Death is never comfortable, never quite right. Even when there is hope, there is also grief and loss, even though it's temporary, it's still loss. And it's of the most personal kind of loss: relational. I guess in this aspect, there are many around me walking dead. Broken relationships, a precursor to death. The kind of temporary, yet man-made infinitude of separation.

I hate death...in all its forms.

I will praise the Lord, Jesus Christ, who unites and reconciles under His glorious grace! He who defeated and defeats death, in all its forms. He is the one who equalizes us all, enemy and friend, at the cross. There we find that we are all equally screwed-up in our sin and our self-deception, unable to fix ourselves, save ourselves, comfort ourselves, but where we simply see that we have disowned the One Truth, God Himself.

Thank God for God!! He who stoops down to fix us, reconcile us, save us, make us right, simply by His gracious heart and powerful act of redemption when He offered up Jesus in our place. What kind of God is this? He hates death, too? And in another strange paradox, He defeats death with death. He reconciles us by the death of His Son! I will speak good of Jesus!
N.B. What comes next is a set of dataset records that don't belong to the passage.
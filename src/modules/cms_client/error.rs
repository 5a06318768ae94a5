use thiserror::Error;

/// Message shown for any failure that is neither a validation problem nor
/// an expired session
pub const GENERIC_FAILURE: &str = "Something went wrong. Please try again.";

#[derive(Debug, Error)]
pub enum ClientError {
    /// Rejected locally; nothing was sent
    #[error("Validation failed: {}", .0.join("; "))]
    Validation(Vec<String>),

    #[error("Unauthorized, sign in at {login_path}")]
    Unauthorized { login_path: String },

    #[error("API error {status}: {message}")]
    Api { status: u16, message: String },

    #[error("Request failed: {0}")]
    Transport(#[from] reqwest::Error),

    #[error("Unexpected response: {0}")]
    Decode(String),
}

impl ClientError {
    pub fn is_unauthorized(&self) -> bool {
        matches!(self, ClientError::Unauthorized { .. })
    }

    /// Where the UI should redirect after a 401
    pub fn login_path(&self) -> Option<&str> {
        match self {
            ClientError::Unauthorized { login_path } => Some(login_path),
            _ => None,
        }
    }

    /// Text suitable for a toast: validation messages verbatim, everything
    /// else collapsed to a generic message
    pub fn user_message(&self) -> String {
        match self {
            ClientError::Validation(messages) => messages.join("\n"),
            ClientError::Unauthorized { .. } => "Your session has expired. Please sign in again.".to_string(),
            _ => GENERIC_FAILURE.to_string(),
        }
    }
}

#[cfg(test)]
mod tests {
    use super::*;

    #[test]
    fn unauthorized_predicate_and_login_path() {
        let err = ClientError::Unauthorized {
            login_path: "/api/login".into(),
        };
        assert!(err.is_unauthorized());
        assert_eq!(err.login_path(), Some("/api/login"));

        let other = ClientError::Api {
            status: 500,
            message: "Database error occurred".into(),
        };
        assert!(!other.is_unauthorized());
        assert_eq!(other.login_path(), None);
    }

    #[test]
    fn server_failures_are_generic_for_users() {
        let err = ClientError::Api {
            status: 409,
            message: "A page with this slug already exists".into(),
        };
        assert_eq!(err.user_message(), GENERIC_FAILURE);

        let err = ClientError::Validation(vec!["Title is required".into()]);
        assert_eq!(err.user_message(), "Title is required");
    }
}
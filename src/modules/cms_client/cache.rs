use std::collections::HashMap;
use std::time::{Duration, Instant};

use serde::de::DeserializeOwned;
use serde::Serialize;
use serde_json::Value;
use tokio::sync::RwLock;

struct CacheEntry {
    value: Value,
    fetched_at: Instant,
}

/// Response cache keyed by request path (including the query string).
///
/// Mutations call [`QueryCache::invalidate_prefix`] with the resource path so
/// every list and detail view of that resource is refetched.
pub struct QueryCache {
    entries: RwLock<HashMap<String, CacheEntry>>,
    ttl: Duration,
}

impl QueryCache {
    pub fn new(ttl: Duration) -> Self {
        Self {
            entries: RwLock::new(HashMap::new()),
            ttl,
        }
    }

    pub async fn get<T: DeserializeOwned>(&self, key: &str) -> Option<T> {
        let entries = self.entries.read().await;
        let entry = entries.get(key)?;
        if entry.fetched_at.elapsed() >= self.ttl {
            return None;
        }
        serde_json::from_value(entry.value.clone()).ok()
    }

    pub async fn insert<T: Serialize>(&self, key: &str, value: &T) {
        match serde_json::to_value(value) {
            Ok(value) => {
                let mut entries = self.entries.write().await;
                entries.insert(
                    key.to_string(),
                    CacheEntry {
                        value,
                        fetched_at: Instant::now(),
                    },
                );
            }
            Err(e) => tracing::warn!("Not caching {}: {}", key, e),
        }
    }

    /// Drop `prefix` itself and every key below it (`prefix/...`, `prefix?...`)
    pub async fn invalidate_prefix(&self, prefix: &str) {
        let mut entries = self.entries.write().await;
        let before = entries.len();
        entries.retain(|key, _| !is_under(key, prefix));
        tracing::debug!("Invalidated {} cached queries under {}", before - entries.len(), prefix);
    }

    pub async fn clear(&self) {
        self.entries.write().await.clear();
    }

    pub async fn len(&self) -> usize {
        self.entries.read().await.len()
    }

    pub async fn is_empty(&self) -> bool {
        self.entries.read().await.is_empty()
    }
}

fn is_under(key: &str, prefix: &str) -> bool {
    match key.strip_prefix(prefix) {
        Some(rest) => rest.is_empty() || rest.starts_with('/') || rest.starts_with('?'),
        None => false,
    }
}

#[cfg(test)]
mod tests {
    use super::*;

    #[tokio::test]
    async fn stores_and_returns_typed_values() {
        let cache = QueryCache::new(Duration::from_secs(60));
        cache.insert("/api/templates", &vec!["landing", "service"]).await;

        let cached: Option<Vec<String>> = cache.get("/api/templates").await;
        assert_eq!(cached, Some(vec!["landing".to_string(), "service".to_string()]));
        assert!(cache.get::<Vec<String>>("/api/projects").await.is_none());
    }

    #[tokio::test]
    async fn prefix_invalidation_respects_segment_boundaries() {
        let cache = QueryCache::new(Duration::from_secs(60));
        for key in [
            "/api/pages",
            "/api/pages?status=draft",
            "/api/pages/4",
            "/api/pages-archive",
            "/api/projects",
        ] {
            cache.insert(key, &1).await;
        }

        cache.invalidate_prefix("/api/pages").await;

        assert_eq!(cache.len().await, 2);
        assert!(cache.get::<i32>("/api/pages-archive").await.is_some());
        assert!(cache.get::<i32>("/api/projects").await.is_some());
        assert!(cache.get::<i32>("/api/pages/4").await.is_none());
    }

    #[tokio::test]
    async fn expired_entries_are_misses() {
        let cache = QueryCache::new(Duration::from_millis(0));
        cache.insert("/api/projects", &3).await;
        assert!(cache.get::<i32>("/api/projects").await.is_none());
    }
}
I still hate death. But I will not wallow in this hatred, but rather I will speak of the One who has defeated death in all its forms. Jesus, the One who is bringing all things together under His Kingship. The One who defeated death by laying down His own life in all His glory and rising up from the ashes never to die again, to rule over all that is created, bringing life from death. O worship Him, my soul. Let us not again take Him for granted and wallow in the dread, but let us build up His reputation as the Life-Giving King over all.